Allocation to non-controlling interest                    60,000

Dividends declared and paid                               12,000

Required - Compute the following

(a) Income from operations,

(b) Net income

(c) net income attributable to Watt Company shareholders,

(d) Comprehensive income

(e) Retained earnings balance at December 31, 2016.

Question Two - Assume that the following data relative to Kane Company for 2016 is available:

Net Income                        sh.2, 100, 000

Transactions in Ordinary Shares                       Change                 Cumulative

Jan. 1, 2016, Beginning number                                                    700,000

Mar. 1, 2016, Purchase of treasury shares         (60,000)                640,000

June 1, 2016, Share split 2-1                            640,000                 1,280,000

Nov. 1, 2016, Issuance of shares                      120,000                 1,400,000

8% Cumulative Convertible Preference Shares

Sold at par, convertible into 200,000 ordinary shares (adjusted for split).                Sh.1, 000,000

Share Options

Exercisable at the option price of sh.25 per share. Average market price in 2016, sh.30 (Market price and option price adjusted for split).           60,000 shares

Required -

(a) Compute the basic earnings per share for 2016. (Round to the nearest penny.)
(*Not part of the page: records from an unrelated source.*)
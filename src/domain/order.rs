// ============================================================================
// Order Domain Model
// ============================================================================

use crate::numeric::{NumericError, Price, Quantity};
use chrono::{DateTime, Utc};
use std::fmt;
use std::str::FromStr;
use thiserror::Error;
use uuid::Uuid;

#[cfg(feature = "serde")]
use serde::{Deserialize, Serialize};

// ============================================================================
// Value Objects
// ============================================================================

#[derive(Debug, Clone, Copy, PartialEq, Eq, Hash, PartialOrd, Ord)]
#[cfg_attr(feature = "serde", derive(Serialize, Deserialize))]
pub struct OrderId(Uuid);

impl OrderId {
    pub fn new() -> Self {
        Self(Uuid::new_v4())
    }

    pub fn from_uuid(uuid: Uuid) -> Self {
        Self(uuid)
    }

    pub fn as_uuid(&self) -> &Uuid {
        &self.0
    }
}

impl Default for OrderId {
    fn default() -> Self {
        Self::new()
    }
}

impl fmt::Display for OrderId {
    fn fmt(&self, f: &mut fmt::Formatter<'_>) -> fmt::Result {
        self.0.fmt(f)
    }
}

impl FromStr for OrderId {
    type Err = uuid::Error;

    fn from_str(s: &str) -> Result<Self, Self::Err> {
        Uuid::parse_str(s).map(Self)
    }
}

#[derive(Debug, Clone, Copy, PartialEq, Eq, Hash)]
#[cfg_attr(feature = "serde", derive(Serialize, Deserialize))]
#[cfg_attr(feature = "serde", serde(rename_all = "lowercase"))]
pub enum Side {
    Buy,
    Sell,
}

impl Side {
    pub fn opposite(self) -> Side {
        match self {
            Side::Buy => Side::Sell,
            Side::Sell => Side::Buy,
        }
    }
}

impl fmt::Display for Side {
    fn fmt(&self, f: &mut fmt::Formatter<'_>) -> fmt::Result {
        f.write_str(match self {
            Side::Buy => "buy",
            Side::Sell => "sell",
        })
    }
}

#[derive(Debug, Clone, Copy, PartialEq, Eq, Hash)]
#[cfg_attr(feature = "serde", derive(Serialize, Deserialize))]
#[cfg_attr(feature = "serde", serde(rename_all = "lowercase"))]
pub enum OrderType {
    Limit,
    /// Immediate-or-cancel: never rests in the book
    Market,
}

impl fmt::Display for OrderType {
    fn fmt(&self, f: &mut fmt::Formatter<'_>) -> fmt::Result {
        f.write_str(match self {
            OrderType::Limit => "limit",
            OrderType::Market => "market",
        })
    }
}

// ============================================================================
// Order Status State Machine
// ============================================================================

#[derive(Debug, Clone, Copy, PartialEq, Eq, Hash)]
#[cfg_attr(feature = "serde", derive(Serialize, Deserialize))]
#[cfg_attr(feature = "serde", serde(rename_all = "lowercase"))]
pub enum OrderStatus {
    Open,
    Partial,
    Filled,
    Canceled,
}

/// Events that move an order between statuses
#[derive(Debug, Clone, Copy, PartialEq, Eq)]
pub enum OrderStatusTransition {
    PartialFill,
    Fill,
    Cancel,
}

impl OrderStatus {
    pub fn is_terminal(&self) -> bool {
        matches!(self, OrderStatus::Filled | OrderStatus::Canceled)
    }

    /// Statuses an order may have while it rests in a book
    pub fn is_active(&self) -> bool {
        matches!(self, OrderStatus::Open | OrderStatus::Partial)
    }

    pub fn transition(&self, transition: OrderStatusTransition) -> Result<OrderStatus, OrderStateError> {
        match (self, transition) {
            (OrderStatus::Open | OrderStatus::Partial, OrderStatusTransition::PartialFill) => {
                Ok(OrderStatus::Partial)
            },
            (OrderStatus::Open | OrderStatus::Partial, OrderStatusTransition::Fill) => {
                Ok(OrderStatus::Filled)
            },
            (OrderStatus::Open | OrderStatus::Partial, OrderStatusTransition::Cancel) => {
                Ok(OrderStatus::Canceled)
            },
            _ => Err(OrderStateError::InvalidTransition {
                from: *self,
                transition,
            }),
        }
    }
}

impl fmt::Display for OrderStatus {
    fn fmt(&self, f: &mut fmt::Formatter<'_>) -> fmt::Result {
        f.write_str(match self {
            OrderStatus::Open => "open",
            OrderStatus::Partial => "partial",
            OrderStatus::Filled => "filled",
            OrderStatus::Canceled => "canceled",
        })
    }
}

#[derive(Error, Debug, Clone, PartialEq, Eq)]
pub enum OrderStateError {
    #[error("invalid status transition from {from} via {transition:?}")]
    InvalidTransition {
        from: OrderStatus,
        transition: OrderStatusTransition,
    },

    #[error("fill of {fill} exceeds remaining quantity {remaining}")]
    Overfill { fill: Quantity, remaining: Quantity },

    #[error("order {id} is inconsistent: {reason}")]
    Inconsistent { id: OrderId, reason: &'static str },

    #[error(transparent)]
    Numeric(#[from] NumericError),
}

// ============================================================================
// Order Request (inbound intent)
// ============================================================================

#[derive(Error, Debug, Clone, PartialEq, Eq)]
pub enum ValidationError {
    #[error("quantity must be positive")]
    InvalidQuantity,

    #[error("price must be positive for limit orders")]
    InvalidPrice,

    #[error("market orders cannot have a price")]
    MarketOrderWithPrice,

    #[error("symbol is required")]
    EmptySymbol,

    #[error("unknown symbol: {0}")]
    UnknownSymbol(String),

    #[error("order {0} has already been worked")]
    NotNew(OrderId),
}

/// An order as submitted, before the engine has assigned identity
#[derive(Debug, Clone, PartialEq, Eq)]
#[cfg_attr(feature = "serde", derive(Serialize, Deserialize))]
pub struct OrderRequest {
    pub symbol: String,
    pub side: Side,
    pub order_type: OrderType,
    #[cfg_attr(feature = "serde", serde(default, skip_serializing_if = "Option::is_none"))]
    pub price: Option<Price>,
    pub quantity: Quantity,
}

impl OrderRequest {
    pub fn limit(symbol: impl Into<String>, side: Side, price: Price, quantity: Quantity) -> Self {
        Self {
            symbol: symbol.into(),
            side,
            order_type: OrderType::Limit,
            price: Some(price),
            quantity,
        }
    }

    pub fn market(symbol: impl Into<String>, side: Side, quantity: Quantity) -> Self {
        Self {
            symbol: symbol.into(),
            side,
            order_type: OrderType::Market,
            price: None,
            quantity,
        }
    }

    pub fn validate(&self) -> Result<(), ValidationError> {
        if self.symbol.trim().is_empty() {
            return Err(ValidationError::EmptySymbol);
        }

        if !self.quantity.is_positive() {
            return Err(ValidationError::InvalidQuantity);
        }

        match (self.order_type, self.price) {
            (OrderType::Limit, Some(price)) if price.is_positive() => Ok(()),
            (OrderType::Limit, _) => Err(ValidationError::InvalidPrice),
            (OrderType::Market, Some(_)) => Err(ValidationError::MarketOrderWithPrice),
            (OrderType::Market, None) => Ok(()),
        }
    }
}

// ============================================================================
// Order Entity
// ============================================================================

/// An order and its matching state.
///
/// Identity and original terms are public and never change once the order
/// exists. Remaining quantity, status and `updated_at` are only changed by the
/// engine through the fill/cancel methods, which enforce the status machine.
/// Deserialized orders go through [`Order::try_restore`].
#[derive(Debug, Clone, PartialEq, Eq)]
#[cfg_attr(feature = "serde", derive(Serialize, Deserialize))]
#[cfg_attr(feature = "serde", serde(try_from = "OrderRecord"))]
pub struct Order {
    pub id: OrderId,
    pub symbol: String,
    pub side: Side,
    pub order_type: OrderType,
    #[cfg_attr(feature = "serde", serde(default, skip_serializing_if = "Option::is_none"))]
    pub price: Option<Price>,
    pub initial_quantity: Quantity,
    pub created_at: DateTime<Utc>,

    remaining_quantity: Quantity,
    status: OrderStatus,
    updated_at: DateTime<Utc>,
}

impl Order {
    /// Create a fresh open order from a request.
    ///
    /// The request is expected to have passed [`OrderRequest::validate`].
    pub fn new(request: OrderRequest) -> Self {
        let now = Utc::now();
        Self {
            id: OrderId::new(),
            symbol: request.symbol,
            side: request.side,
            order_type: request.order_type,
            price: request.price,
            initial_quantity: request.quantity,
            created_at: now,
            remaining_quantity: request.quantity,
            status: OrderStatus::Open,
            updated_at: now,
        }
    }

    /// Rebuild an order from its stored representation. Nothing is checked;
    /// input the engine did not write itself belongs in [`Order::try_restore`].
    #[allow(clippy::too_many_arguments)]
    pub fn restore(
        id: OrderId,
        symbol: String,
        side: Side,
        order_type: OrderType,
        price: Option<Price>,
        initial_quantity: Quantity,
        remaining_quantity: Quantity,
        status: OrderStatus,
        created_at: DateTime<Utc>,
        updated_at: DateTime<Utc>,
    ) -> Self {
        Self {
            id,
            symbol,
            side,
            order_type,
            price,
            initial_quantity,
            created_at,
            remaining_quantity,
            status,
            updated_at,
        }
    }

    /// Like [`Order::restore`], but rejects quantities and statuses the
    /// engine could never have produced.
    #[allow(clippy::too_many_arguments)]
    pub fn try_restore(
        id: OrderId,
        symbol: String,
        side: Side,
        order_type: OrderType,
        price: Option<Price>,
        initial_quantity: Quantity,
        remaining_quantity: Quantity,
        status: OrderStatus,
        created_at: DateTime<Utc>,
        updated_at: DateTime<Utc>,
    ) -> Result<Self, OrderStateError> {
        let order = Self::restore(
            id,
            symbol,
            side,
            order_type,
            price,
            initial_quantity,
            remaining_quantity,
            status,
            created_at,
            updated_at,
        );
        order.check_consistency()?;
        Ok(order)
    }

    fn check_consistency(&self) -> Result<(), OrderStateError> {
        let remaining = self.remaining_quantity;
        let reason = if self.request().validate().is_err() {
            Some("terms are not a valid order")
        } else if remaining < Quantity::ZERO || remaining > self.initial_quantity {
            Some("remaining quantity outside zero and the initial quantity")
        } else {
            match self.status {
                OrderStatus::Open if remaining != self.initial_quantity => Some("open order has fills"),
                OrderStatus::Partial if remaining.is_zero() || remaining == self.initial_quantity => {
                    Some("partial order is not partially filled")
                },
                OrderStatus::Filled if !remaining.is_zero() => Some("filled order has quantity left"),
                _ => None,
            }
        };

        match reason {
            Some(reason) => Err(OrderStateError::Inconsistent { id: self.id, reason }),
            None => Ok(()),
        }
    }

    /// Override the creation time of an order that has not been submitted yet.
    pub fn with_created_at(mut self, created_at: DateTime<Utc>) -> Self {
        self.created_at = created_at;
        self.updated_at = created_at;
        self
    }

    /// The terms this order was submitted with
    pub fn request(&self) -> OrderRequest {
        OrderRequest {
            symbol: self.symbol.clone(),
            side: self.side,
            order_type: self.order_type,
            price: self.price,
            quantity: self.initial_quantity,
        }
    }

    // ========================================================================
    // Getters
    // ========================================================================

    pub fn remaining_quantity(&self) -> Quantity {
        self.remaining_quantity
    }

    pub fn status(&self) -> OrderStatus {
        self.status
    }

    pub fn updated_at(&self) -> DateTime<Utc> {
        self.updated_at
    }

    /// Quantity executed so far. Not meaningful for a canceled market order,
    /// whose remainder is zeroed; sum its trades instead.
    pub fn filled_quantity(&self) -> Quantity {
        self.initial_quantity
            .checked_sub(self.remaining_quantity)
            .unwrap_or(Quantity::ZERO)
    }

    pub fn is_limit_order(&self) -> bool {
        matches!(self.order_type, OrderType::Limit)
    }

    pub fn is_market_order(&self) -> bool {
        matches!(self.order_type, OrderType::Market)
    }

    // ========================================================================
    // Engine mutations
    // ========================================================================

    /// Consume `quantity` from the remaining amount.
    pub(crate) fn fill(&mut self, quantity: Quantity, at: DateTime<Utc>) -> Result<(), OrderStateError> {
        if quantity > self.remaining_quantity {
            return Err(OrderStateError::Overfill {
                fill: quantity,
                remaining: self.remaining_quantity,
            });
        }

        let remaining = self.remaining_quantity.checked_sub(quantity)?;
        let transition = if remaining.is_zero() {
            OrderStatusTransition::Fill
        } else {
            OrderStatusTransition::PartialFill
        };

        self.status = self.status.transition(transition)?;
        self.remaining_quantity = remaining;
        self.updated_at = at;
        Ok(())
    }

    /// Cancel a working order, keeping its remaining quantity on record.
    pub(crate) fn cancel(&mut self, at: DateTime<Utc>) -> Result<(), OrderStateError> {
        self.status = self.status.transition(OrderStatusTransition::Cancel)?;
        self.updated_at = at;
        Ok(())
    }

    /// Close out an immediate-or-cancel order: whatever did not execute is
    /// dropped and the order ends canceled with nothing remaining.
    pub(crate) fn expire_unfilled(&mut self, at: DateTime<Utc>) -> Result<(), OrderStateError> {
        if !self.remaining_quantity.is_zero() {
            self.status = self.status.transition(OrderStatusTransition::Cancel)?;
            self.remaining_quantity = Quantity::ZERO;
        }
        self.updated_at = at;
        Ok(())
    }
}

/// Wire shape of [`Order`]. Deserializing lands here first so the result
/// is checked by [`Order::try_restore`].
#[cfg(feature = "serde")]
#[derive(Deserialize)]
struct OrderRecord {
    id: OrderId,
    symbol: String,
    side: Side,
    order_type: OrderType,
    #[serde(default)]
    price: Option<Price>,
    initial_quantity: Quantity,
    created_at: DateTime<Utc>,
    remaining_quantity: Quantity,
    status: OrderStatus,
    updated_at: DateTime<Utc>,
}

#[cfg(feature = "serde")]
impl TryFrom<OrderRecord> for Order {
    type Error = OrderStateError;

    fn try_from(record: OrderRecord) -> Result<Self, Self::Error> {
        Order::try_restore(
            record.id,
            record.symbol,
            record.side,
            record.order_type,
            record.price,
            record.initial_quantity,
            record.remaining_quantity,
            record.status,
            record.created_at,
            record.updated_at,
        )
    }
}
(b) Compute the diluted earnings per share for 2016. (Round to the nearest penny.)

Question Three - Rensing, Inc., has $800,000 of 8% preference shares and $1,200,000 of ordinary shares outstanding, each having a par value of $10 per share. No dividends have been paid or declared during 2014 and 2015. As of December 31, 2016, it is desired to distribute $488,000 in dividends.

Required -

How much will the preference and ordinary shareholders receive under each of the following assumptions:

(a) The preference is noncumulative and nonparticipating.

(b) The preference is cumulative and nonparticipating.

(c) The preference is cumulative and fully participating.

(d) The preference is cumulative and participating to 12% total.